*Task statement*: Search the data below for the string "await". Extract every line that contains it.

■ ■ ■

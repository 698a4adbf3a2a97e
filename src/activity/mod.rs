//! # Activity Log
//!
//! Activities are short audit records ("Graceful shutdown initiated.") that
//! operators read to reconstruct what a node did and why.
//!
//! Writing an activity must never hold up the caller, so the writer is split
//! the same way the rest of the crate splits long-lived services:
//!
//! - [`ActivityActor`] owns the receiving end of a bounded channel and
//!   processes records sequentially in its own task.
//! - [`ActivityWriter`] is the cheap, cloneable sending half. It uses
//!   `try_send`, so a full or closed channel drops the record with a warning
//!   instead of blocking or failing.
//!
//! ```rust
//! use node_halt::activity::{Activity, ActivityActor};
//! use node_halt::framework::ActivitySink;
//!
//! # #[tokio::main]
//! # async fn main() {
//! let (actor, writer) = ActivityActor::new(32);
//! let handle = tokio::spawn(actor.run());
//!
//! writer.write(Activity::new("Graceful shutdown initiated.", "GracefulShutdown"));
//!
//! drop(writer);
//! assert_eq!(handle.await.unwrap(), 1);
//! # }
//! ```

use tokio::sync::mpsc;
use tokio::sync::mpsc::error::TrySendError;
use tracing::{info, warn};

use crate::framework::ActivitySink;

/// An immutable audit entry.
#[derive(Debug, Clone, PartialEq, Eq)]
pub struct Activity {
    pub message: String,
    pub source: String,
}

impl Activity {
    pub fn new(message: impl Into<String>, source: impl Into<String>) -> Self {
        Self {
            message: message.into(),
            source: source.into(),
        }
    }

    /// Creates an activity whose source is the short type name of `T`.
    pub fn from_type<T: ?Sized>(message: impl Into<String>) -> Self {
        // "node_halt::shutdown::sequencer::GracefulShutdown" -> "GracefulShutdown"
        let source = std::any::type_name::<T>()
            .split("::")
            .last()
            .unwrap_or("Unknown");
        Self::new(message, source)
    }
}

/// Background consumer of activity records.
pub struct ActivityActor {
    receiver: mpsc::Receiver<Activity>,
}

impl ActivityActor {
    /// Creates the actor and its writer. `buffer_size` bounds how many records
    /// may be pending before new ones are dropped.
    pub fn new(buffer_size: usize) -> (Self, ActivityWriter) {
        let (sender, receiver) = mpsc::channel(buffer_size);
        (Self { receiver }, ActivityWriter { sender })
    }

    /// Logs records until every writer is dropped. Returns how many were written.
    pub async fn run(mut self) -> usize {
        info!("Activity writer started");
        let mut written = 0;

        while let Some(activity) = self.receiver.recv().await {
            info!(source = %activity.source, "Activity: {}", activity.message);
            written += 1;
        }

        info!(written, "Activity writer shutdown");
        written
    }
}

/// Sending half of the activity log.
#[derive(Clone)]
pub struct ActivityWriter {
    sender: mpsc::Sender<Activity>,
}

impl ActivitySink for ActivityWriter {
    fn write(&self, activity: Activity) {
        match self.sender.try_send(activity) {
            Ok(()) => {}
            Err(TrySendError::Full(activity)) => {
                warn!(source = %activity.source, activity = %activity.message, "Activity log full, dropping record");
            }
            Err(TrySendError::Closed(activity)) => {
                warn!(source = %activity.source, activity = %activity.message, "Activity log closed, dropping record");
            }
        }
    }
}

■ ■ ■

*Finished exercise*:
//! assert_eq!(handle.await.unwrap(), 1);
        while let Some(activity) = self.receiver.recv().await {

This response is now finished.